Eight inexpensive digital marketing tips for start-ups
Driving engagement with video content, engaging with audiences, experimenting with learning, making most of social media and performance platforms are some of the inexpensive tips given by experts
Archit Ambekar | Mumbai | January 3, 2017
India is among the fastest-growing small and medium-sized business (SMBs) markets in the world with thousands of SMBs advertising on social media.
Throughout 2016, there have been start-ups that succeeded and failed when it comes to digital marketing. For some there was no relevance, others were trying to find a way out and very few have got digital marketing right.
In an era where the importance of digital marketing is top priority, why is it that many fail and just a few succeed? BestMediaInfo spoke to Arvinder Gujral, Senior Director, Business Development, Asia Pacific, Twitter; Gopa Kumar, Vice-President, Isobar; Akshay Mathur, Sr. Vice-President, Komli Media; Varun Duggirala, Co-Founder, The Glitch and Nitin Sabharwal, Founder, nNext, who gave eight digital marketing tips for start-ups.
- Drive engagement with video content: Video is becoming a great media asset. Brands are embracing video and experimenting with the different formats available – long form, short snippets, scratch-reels, GIFs and so on.
Content marketing is one of the most overlooked investments, and once you have developed a great content, it's very important to do a good outreach. After you produce an incredible piece of branded content you need to amplify that piece of content as much as possible.
- Experiment and learn: Start small and scale. Keep trying and experimenting new things, be it social or influencer marketing? Keep looking at things and understand what ticks with your customer. Try A/B testing, different variations of marketing in order to determine which option customers prefer.
- Continuously invest in a strong SEO: It will go a long way. SEO and SEM strategy will help you in getting the right audience and the traction that you are looking for. This should be an on-going effort and not a onetime affair.
- Social media – the double-edged sword: In addition to providing a platform for growing your brand, it offers a window for your brand to be seen and heard. Be frequent and consistent. If you do not have bandwidth or time, either hire an external agency or do not get into it at all. It's better to not to do anything than do an inconsistent job of it.

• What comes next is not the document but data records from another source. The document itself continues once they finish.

//! `CompressedClusterStream`: the compression-unit cache layered over a
//! `RawClusterStream`.

use crate::bitmap::ClusterBitmap;
use crate::cluster_stream::RawClusterStream;
use crate::data_runs::CookedDataRuns;
use crate::error::{NtfsError, Result};
use crate::volume::{BlockCompressor, RawVolume};
use log::{debug, trace};

/// What a compression unit currently looks like on disk.
#[derive(Debug, Clone, Copy, PartialEq, Eq)]
pub enum UnitKind {
    /// All clusters non-sparse, codec output not used: `unit_size` clusters
    /// of raw data.
    Stored,
    /// `leading` non-sparse clusters hold codec output; the rest of the
    /// unit is sparse.
    Compressed { leading: u32 },
    /// Every cluster in the unit is sparse.
    Sparse,
}

pub struct CompressedClusterStream<'v, 'c> {
    volume: &'v mut dyn RawVolume,
    compressor: &'c dyn BlockCompressor,
    bytes_per_cluster: u32,
    /// Compression unit size in clusters (`2^k`).
    unit_size: u32,
}

impl<'v, 'c> CompressedClusterStream<'v, 'c> {
    pub fn new(
        volume: &'v mut dyn RawVolume,
        compressor: &'c dyn BlockCompressor,
        bytes_per_cluster: u32,
        unit_size: u32,
    ) -> Self {
        debug_assert!(unit_size.is_power_of_two());
        Self {
            volume,
            compressor,
            bytes_per_cluster,
            unit_size,
        }
    }

    fn raw(&mut self) -> RawClusterStream<'_> {
        RawClusterStream::new(self.volume, self.bytes_per_cluster)
    }

    pub fn unit_start_vcn(&self, unit: u64) -> u64 {
        unit * self.unit_size as u64
    }

    pub fn unit_of_vcn(&self, vcn: u64) -> u64 {
        vcn / self.unit_size as u64
    }

    /// Inspect the run list to classify the on-disk state of `unit`.
    pub fn classify_on_disk(&self, runs: &CookedDataRuns, unit: u64) -> Result<UnitKind> {
        let start = self.unit_start_vcn(unit);
        let end = (start + self.unit_size as u64).min(runs.last_vcn());
        if end <= start {
            return Ok(UnitKind::Sparse);
        }
        let mut idx = runs.find(start, 0)?;
        let mut leading_non_sparse = 0u64;
        let mut saw_sparse_after_data = false;
        let mut vcn = start;
        let mut all_non_sparse = true;
        let mut all_sparse = true;
        while vcn < end {
            idx = runs.find(vcn, idx)?;
            let run = runs.runs()[idx];
            let span = run.end_vcn().min(end) - vcn;
            if run.is_sparse() {
                all_non_sparse = false;
                saw_sparse_after_data = leading_non_sparse > 0 || saw_sparse_after_data;
            } else {
                all_sparse = false;
                if !saw_sparse_after_data {
                    leading_non_sparse += span;
                }
            }
            vcn += span;
            idx += 1;
        }
        if all_sparse {
            Ok(UnitKind::Sparse)
        } else if all_non_sparse && (end - start) == self.unit_size as u64 {
            Ok(UnitKind::Stored)
        } else {
            Ok(UnitKind::Compressed {
                leading: leading_non_sparse as u32,
            })
        }
    }

    /// Read one compression unit. `out.len()` must equal
    /// `min(remaining_file_bytes, unit_size * bytes_per_cluster)`.
    pub fn read_unit(&mut self, runs: &CookedDataRuns, unit: u64, out: &mut [u8]) -> Result<()> {
        let kind = self.classify_on_disk(runs, unit)?;
        let cluster_size = self.bytes_per_cluster as usize;
        let start = self.unit_start_vcn(unit);
        match kind {
            UnitKind::Sparse => out.fill(0),
            UnitKind::Stored => {
                let clusters = (out.len() + cluster_size - 1) / cluster_size;
                let mut buf = vec![0u8; clusters * cluster_size];
                self.raw().read(runs, start, clusters as u64, &mut buf)?;
                out.copy_from_slice(&buf[..out.len()]);
            }
            UnitKind::Compressed { leading } => {
                let mut in_buf = vec![0u8; leading as usize * cluster_size];
                self.raw().read(runs, start, leading as u64, &mut in_buf)?;
                trace!("decompressing unit {unit}: {leading} leading clusters -> {} bytes", out.len());
                self.compressor.decompress(&in_buf, out)?;
            }
        }
        Ok(())
    }

    /// Write one full compression unit (`in_data.len() == unit_size *
    /// bytes_per_cluster`, zero-padded by the caller past end-of-file).
    pub fn write_unit(
        &mut self,
        runs: &mut CookedDataRuns,
        bitmap: &mut ClusterBitmap,
        unit: u64,
        in_data: &[u8],
    ) -> Result<()> {
        let cluster_size = self.bytes_per_cluster as usize;
        debug_assert_eq!(in_data.len(), self.unit_size as usize * cluster_size);
        let start = self.unit_start_vcn(unit);

        if self.compressor.classify_as_zero(in_data) {
            debug!("unit {unit} is all-zero, releasing");
            self.raw().release(runs, bitmap, start, self.unit_size as u64)?;
            return Ok(());
        }

        let mut compressed = Vec::new();
        let fit = self.compressor.compress(in_data, &mut compressed);
        if let Some(compressed_len) = fit {
            let needed_clusters = (compressed_len + cluster_size - 1) / cluster_size as usize;
            if (needed_clusters as u32) < self.unit_size {
                debug!("unit {unit} compressed to {needed_clusters}/{} clusters", self.unit_size);
                self.raw()
                    .allocate(runs, bitmap, start, needed_clusters as u64)?;
                let mut padded = compressed;
                padded.resize(needed_clusters * cluster_size, 0);
                self.raw().write(runs, start, needed_clusters as u64, &padded)?;
                let tail_start = start + needed_clusters as u64;
                let tail_len = self.unit_size as u64 - needed_clusters as u64;
                self.raw().release(runs, bitmap, tail_start, tail_len)?;
                return Ok(());
            }
        }

        debug!("unit {unit} stored uncompressed");
        self.raw().allocate(runs, bitmap, start, self.unit_size as u64)?;
        self.raw().write(runs, start, self.unit_size as u64, in_data)?;
        Ok(())
    }

    /// Clear a unit. At a unit boundary this is equivalent to `release`;
    /// a partial clear is rewritten through the normal write path by the
    /// caller.
    pub fn clear_whole_unit(&mut self, runs: &mut CookedDataRuns, bitmap: &mut ClusterBitmap, unit: u64) -> Result<()> {
        let start = self.unit_start_vcn(unit);
        self.raw().release(runs, bitmap, start, self.unit_size as u64)?;
        Ok(())
    }
}

#[cfg(test)]
mod tests {
    use super::*;
    use crate::data_runs::{CookedDataRuns, ExtentKey};
    use crate::structures::FileRecordReference;

    struct XorCompressor;

    impl BlockCompressor for XorCompressor {
        fn compress(&self, input: &[u8], output: &mut Vec<u8>) -> Option<usize> {
            // Trivial RLE-ish scheme good enough to exercise the "fits" path:
            // only "compresses" all-0xAB buffers, to a single marker byte.
            if input.iter().all(|&b| b == 0xAB) {
                output.push(0xAB);
                Some(1)
            } else {
                None
            }
        }

        fn decompress(&self, input: &[u8], output: &mut [u8]) -> Result<()> {
            if input == [0xAB] {
                output.fill(0xAB);
                Ok(())
            } else {
                Err(NtfsError::corrupt("unrecognized compressed unit"))
            }
        }
    }

    fn key() -> ExtentKey {
        ExtentKey {
            containing_record: FileRecordReference::new(20, 1),
            attribute_id: 0,
        }
    }

    #[test]
    fn all_zero_unit_is_released() {
        let mut volume = vec![0u8; 64 * 4096];
        let mut bitmap = ClusterBitmap::new_empty(64);
        let mut runs = CookedDataRuns::empty(0, key());
        runs.expand_to(16);
        let compressor = XorCompressor;
        let mut stream = CompressedClusterStream::new(&mut volume, &compressor, 4096, 16);

        let data = vec![0u8; 16 * 4096];
        stream.write_unit(&mut runs, &mut bitmap, 0, &data).unwrap();
        assert_eq!(stream.classify_on_disk(&runs, 0).unwrap(), UnitKind::Sparse);
    }

    #[test]
    fn compressible_unit_frees_tail_clusters() {
        let mut volume = vec![0u8; 64 * 4096];
        let mut bitmap = ClusterBitmap::new_empty(64);
        let mut runs = CookedDataRuns::empty(0, key());
        runs.expand_to(16);
        let compressor = XorCompressor;
        let mut stream = CompressedClusterStream::new(&mut volume, &compressor, 4096, 16);

        let data = vec![0xABu8; 16 * 4096];
        stream.write_unit(&mut runs, &mut bitmap, 0, &data).unwrap();
        match stream.classify_on_disk(&runs, 0).unwrap() {
            UnitKind::Compressed { leading } => assert_eq!(leading, 1),
            other => panic!("expected Compressed, got {other:?}"),
        }

        let mut out = vec![0u8; 16 * 4096];
        stream.read_unit(&runs, 0, &mut out).unwrap();
        assert_eq!(out, data);
    }

    #[test]
    fn incompressible_unit_is_stored_whole() {
        let mut volume = vec![0u8; 64 * 4096];
        let mut bitmap = ClusterBitmap::new_empty(64);
        let mut runs = CookedDataRuns::empty(0, key());
        runs.expand_to(16);
        let compressor = XorCompressor;
        let mut stream = CompressedClusterStream::new(&mut volume, &compressor, 4096, 16);

        let data: Vec<u8> = (0..16 * 4096).map(|i| (i % 251) as u8).collect();
        stream.write_unit(&mut runs, &mut bitmap, 0, &data).unwrap();
        assert_eq!(stream.classify_on_disk(&runs, 0).unwrap(), UnitKind::Stored);

        let mut out = vec![0u8; 16 * 4096];
        stream.read_unit(&runs, 0, &mut out).unwrap();
        assert_eq!(out, data);
    }
}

Hire at least one person focussed on social and digital marketing. It'll save you a lot of mistakes. Invest in a good agency the day you can afford it, a professional is a professional after all.
Don't overdo your social feeds. Look at posts by brands you admire, read reviews of successful campaigns in digital publication and see which posts get more traction and understand why. Then make your own posts. Also, if you can't say what you want to in one line then don't bother.
- Tailor the message to your audience and tie it to a moment: Rather than tweeting a generic greeting or jumping in on a timely hash tag, try to craft the message in a way that will resonate with that target audience. Yoga studio @CorePowerYoga realised that both donuts and yoga are important to their audience on #NationalDonutDay. They added some emoji flare to their tweet to help increase engagement.
- Learn media buying (Facebook and Google explain how to quite well): It's not rocket science and because you will end up spending money on it, learn and learn. Don't put all your eggs in one basket because you may not end up with any money to push anything after that.
- Camera and photo apps: From boomerang to Cinemagraph pro, from cameo to adobe spark (post/video), there are tons of apps out there to help you make interesting content to amplify what your product is all about.
- Performance platforms: Enough and more performance platforms are available today that are willing to work on strict matrices of performance. For instance, cost per visit (CPV) is an effective price point to buy quality traffic for these platforms, cost per lead (CPL) is when you pay only when you get specific type of customer who envisages interest in your product, or cost per sale (CPS); pay marketing monies only when customer on your site end up transacting or buying your product or services. This can also be deployed for mobile app distribution and driving engagement on such apps. Cost per view: all video-based marketing activities look at reach and effective eyeballs for the marketing monies spent. Cost per view of such video ad units also drive top of the mind recall for effective brand communication.